■ WHAT IS BEING ASKED:
Every entry below, first to last, should be restated word for word.

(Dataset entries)
+ + + + +

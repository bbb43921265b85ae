//! # drops-core
//! Foundation types, traits, and errors for the Drops dividend pool.

pub mod constants;
pub mod error;
pub mod traits;
pub mod types;
pub mod units;
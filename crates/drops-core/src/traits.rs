//! Trait interfaces for the Drops pool.
//!
//! These traits define the seams between the pool and its collaborators:
//! - [`WeightingFunction`]: maps raw holdings to weighted shares (drops-pool implements)
//! - [`CashAsset`]: the external fungible asset backing the pool (drops-pool
//!   ships an in-memory implementation; a chain-backed adapter would be another)

use crate::error::CashError;
use crate::types::Address;

/// Pure mapping from a raw holding to a weighted claim amount.
///
/// Implementations must be deterministic and monotonic non-decreasing, and
/// must map zero to zero. The pool recomputes an account's weight on every
/// balance change and never caches results across different weightings.
pub trait WeightingFunction: Send + Sync {
    /// Weighted shares for a raw balance.
    fn weight(&self, raw_balance: u128) -> u128;

    /// Decimal precision of [`weight`](Self::weight)'s output, given the
    /// precision of its input.
    fn output_decimals(&self, input_decimals: u8) -> u8;
}

impl<W: WeightingFunction + ?Sized> WeightingFunction for Box<W> {
    fn weight(&self, raw_balance: u128) -> u128 {
        (**self).weight(raw_balance)
    }

    fn output_decimals(&self, input_decimals: u8) -> u8 {
        (**self).output_decimals(input_decimals)
    }
}

/// The external fungible cash asset.
///
/// Standard transfer / allowance semantics. Implementations must leave their
/// state untouched when returning an error.
pub trait CashAsset: Send {
    /// Decimal precision of cash amounts.
    fn decimals(&self) -> u8;

    /// Cash held by `owner`.
    fn balance_of(&self, owner: &Address) -> u128;

    /// Cash `spender` may still pull from `owner`.
    fn allowance(&self, owner: &Address, spender: &Address) -> u128;

    /// Move `amount` from `sender` to `recipient`.
    fn transfer(&mut self, sender: &Address, recipient: &Address, amount: u128) -> Result<(), CashError>;

    /// Pull `amount` from `owner` to `recipient` on behalf of `spender`,
    /// consuming allowance `owner` granted to `spender`.
    fn transfer_from(
        &mut self,
        spender: &Address,
        owner: &Address,
        recipient: &Address,
        amount: u128,
    ) -> Result<(), CashError>;
}
//! Decimal display and parsing of base-unit amounts.
//!
//! Formatting follows the convention of common wallet tooling: the integer
//! part, a dot, and the fractional part with trailing zeros trimmed but at
//! least one digit kept, so `10^18` at 18 decimals renders as `"1.0"`.

use crate::constants::pow10;
use crate::error::UnitsError;

/// Render `value` base units at `decimals` precision.
///
/// # Examples
///
/// ```
/// use drops_core::units::format_units;
/// assert_eq!(format_units(100_000_000_000_000_000_000, 18), "100.0");
/// assert_eq!(format_units(1_500_000, 6), "1.5");
/// assert_eq!(format_units(0, 18), "0.0");
/// ```
pub fn format_units(value: u128, decimals: u8) -> String {
    let Some(scale) = pow10(decimals) else {
        return value.to_string();
    };
    let whole = value / scale;
    let frac = value % scale;
    if decimals == 0 {
        return format!("{whole}.0");
    }
    let digits = format!("{frac:0width$}", width = decimals as usize);
    let trimmed = digits.trim_end_matches('0');
    if trimmed.is_empty() {
        format!("{whole}.0")
    } else {
        format!("{whole}.{trimmed}")
    }
}

/// Render a signed amount, e.g. an account's debt basis.
pub fn format_signed_units(value: i128, decimals: u8) -> String {
    let body = format_units(value.unsigned_abs(), decimals);
    if value < 0 { format!("-{body}") } else { body }
}

/// Parse a decimal string into base units at `decimals` precision.
///
/// Accepts `"100"`, `"100.0"`, `"0.5"` and `".5"`. Rejects more fractional
/// digits than the precision allows rather than silently truncating.
pub fn parse_units(input: &str, decimals: u8) -> Result<u128, UnitsError> {
    let scale = pow10(decimals).ok_or(UnitsError::UnsupportedPrecision(decimals))?;
    let input = input.trim();
    if input.is_empty() {
        return Err(UnitsError::Empty);
    }

    let (whole_str, frac_str) = match input.split_once('.') {
        Some((w, f)) => (w, f),
        None => (input, ""),
    };
    if whole_str.is_empty() && frac_str.is_empty() {
        return Err(UnitsError::Empty);
    }
    let all_digits = |s: &str| s.bytes().all(|b| b.is_ascii_digit());
    if !all_digits(whole_str) || !all_digits(frac_str) {
        return Err(UnitsError::InvalidDigit(input.to_string()));
    }

    let frac_trimmed = frac_str.trim_end_matches('0');
    if frac_trimmed.len() > decimals as usize {
        return Err(UnitsError::TooPrecise { got: frac_trimmed.len(), max: decimals });
    }

    let whole: u128 = if whole_str.is_empty() {
        0
    } else {
        whole_str.parse().map_err(|_| UnitsError::Overflow)?
    };
    let mut frac: u128 = 0;
    if !frac_trimmed.is_empty() {
        frac = frac_trimmed.parse().map_err(|_| UnitsError::Overflow)?;
        let pad = decimals as usize - frac_trimmed.len();
        // pad <= decimals <= MAX_DECIMALS, so this cannot fail.
        frac *= pow10(pad as u8).ok_or(UnitsError::Overflow)?;
    }

    whole
        .checked_mul(scale)
        .and_then(|w| w.checked_add(frac))
        .ok_or(UnitsError::Overflow)
}

/// Convert an amount between two precisions.
///
/// Scaling up multiplies (returning `None` on overflow); scaling down
/// truncates toward zero.
pub fn rescale(amount: u128, from_decimals: u8, to_decimals: u8) -> Option<u128> {
    if from_decimals == to_decimals {
        return Some(amount);
    }
    if to_decimals > from_decimals {
        amount.checked_mul(pow10(to_decimals - from_decimals)?)
    } else {
        Some(amount / pow10(from_decimals - to_decimals)?)
    }
}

+ + + + +

■ EXPECTED OUTPUT:
repository bbb43921265b85ae
//! # drops-core
//! Foundation types, traits, and errors for the Drops dividend pool.

pub mod constants;
pub mod error;
pub mod traits;
pub mod types;
pub mod units;
filename crates/drops-core/src/traits.rs
//! Trait interfaces for the Drops pool.
//!
//! These traits define the seams between the pool and its collaborators:
//! - [`WeightingFunction`]: maps raw holdings to weighted shares (drops-pool implements)
//! - [`CashAsset`]: the external fungible asset backing the pool (drops-pool
//!   ships an in-memory implementation; a chain-backed adapter would be another)

use crate::error::CashError;
use crate::types::Address;

/// Pure mapping from a raw holding to a weighted claim amount.
///
/// Implementations must be deterministic and monotonic non-decreasing, and
/// must map zero to zero. The pool recomputes an account's weight on every
/// balance change and never caches results across different weightings.
pub trait WeightingFunction: Send + Sync {
    /// Weighted shares for a raw balance.
    fn weight(&self, raw_balance: u128) -> u128;

    /// Decimal precision of [`weight`](Self::weight)'s output, given the
    /// precision of its input.
    fn output_decimals(&self, input_decimals: u8) -> u8;
}

impl<W: WeightingFunction + ?Sized> WeightingFunction for Box<W> {
    fn weight(&self, raw_balance: u128) -> u128 {
        (**self).weight(raw_balance)
    }

    fn output_decimals(&self, input_decimals: u8) -> u8 {
        (**self).output_decimals(input_decimals)
    }
}

/// The external fungible cash asset.
///
/// Standard transfer / allowance semantics. Implementations must leave their
/// state untouched when returning an error.
pub trait CashAsset: Send {
    /// Decimal precision of cash amounts.
    fn decimals(&self) -> u8;

    /// Cash held by `owner`.
    fn balance_of(&self, owner: &Address) -> u128;

    /// Cash `spender` may still pull from `owner`.
    fn allowance(&self, owner: &Address, spender: &Address) -> u128;

    /// Move `amount` from `sender` to `recipient`.
    fn transfer(&mut self, sender: &Address, recipient: &Address, amount: u128) -> Result<(), CashError>;

    /// Pull `amount` from `owner` to `recipient` on behalf of `spender`,
    /// consuming allowance `owner` granted to `spender`.
    fn transfer_from(
        &mut self,
        spender: &Address,
        owner: &Address,
        recipient: &Address,
        amount: u128,
    ) -> Result<(), CashError>;
}
//! Decimal display and parsing of base-unit amounts.
//!
//! Formatting follows the convention of common wallet tooling: the integer
//! part, a dot, and the fractional part with trailing zeros trimmed but at
//! least one digit kept, so `10^18` at 18 decimals renders as `"1.0"`.

use crate::constants::pow10;
use crate::error::UnitsError;

/// Render `value` base units at `decimals` precision.
///
/// # Examples
///
/// ```
/// use drops_core::units::format_units;
/// assert_eq!(format_units(100_000_000_000_000_000_000, 18), "100.0");
/// assert_eq!(format_units(1_500_000, 6), "1.5");
/// assert_eq!(format_units(0, 18), "0.0");
/// ```
pub fn format_units(value: u128, decimals: u8) -> String {
    let Some(scale) = pow10(decimals) else {
        return value.to_string();
    };
    let whole = value / scale;
    let frac = value % scale;
    if decimals == 0 {
        return format!("{whole}.0");
    }
    let digits = format!("{frac:0width$}", width = decimals as usize);
    let trimmed = digits.trim_end_matches('0');
    if trimmed.is_empty() {
        format!("{whole}.0")
    } else {
        format!("{whole}.{trimmed}")
    }
}

/// Render a signed amount, e.g. an account's debt basis.
pub fn format_signed_units(value: i128, decimals: u8) -> String {
    let body = format_units(value.unsigned_abs(), decimals);
    if value < 0 { format!("-{body}") } else { body }
}

/// Parse a decimal string into base units at `decimals` precision.
///
/// Accepts `"100"`, `"100.0"`, `"0.5"` and `".5"`. Rejects more fractional
/// digits than the precision allows rather than silently truncating.
pub fn parse_units(input: &str, decimals: u8) -> Result<u128, UnitsError> {
    let scale = pow10(decimals).ok_or(UnitsError::UnsupportedPrecision(decimals))?;
    let input = input.trim();
    if input.is_empty() {
        return Err(UnitsError::Empty);
    }

    let (whole_str, frac_str) = match input.split_once('.') {
        Some((w, f)) => (w, f),
        None => (input, ""),
    };
    if whole_str.is_empty() && frac_str.is_empty() {
        return Err(UnitsError::Empty);
    }
    let all_digits = |s: &str| s.bytes().all(|b| b.is_ascii_digit());
    if !all_digits(whole_str) || !all_digits(frac_str) {
        return Err(UnitsError::InvalidDigit(input.to_string()));
    }

    let frac_trimmed = frac_str.trim_end_matches('0');
    if frac_trimmed.len() > decimals as usize {
        return Err(UnitsError::TooPrecise { got: frac_trimmed.len(), max: decimals });
    }

    let whole: u128 = if whole_str.is_empty() {
        0
    } else {
        whole_str.parse().map_err(|_| UnitsError::Overflow)?
    };
    let mut frac: u128 = 0;
    if !frac_trimmed.is_empty() {
        frac = frac_trimmed.parse().map_err(|_| UnitsError::Overflow)?;
        let pad = decimals as usize - frac_trimmed.len();
        // pad <= decimals <= MAX_DECIMALS, so this cannot fail.
        frac *= pow10(pad as u8).ok_or(UnitsError::Overflow)?;
    }

    whole
        .checked_mul(scale)
        .and_then(|w| w.checked_add(frac))
        .ok_or(UnitsError::Overflow)
}

/// Convert an amount between two precisions.
///
/// Scaling up multiplies (returning `None` on overflow); scaling down
/// truncates toward zero.
pub fn rescale(amount: u128, from_decimals: u8, to_decimals: u8) -> Option<u128> {
    if from_decimals == to_decimals {
        return Some(amount);
    }
    if to_decimals > from_decimals {
        amount.checked_mul(pow10(to_decimals - from_decimals)?)
    } else {
        Some(amount / pow10(from_decimals - to_decimals)?)
    }
}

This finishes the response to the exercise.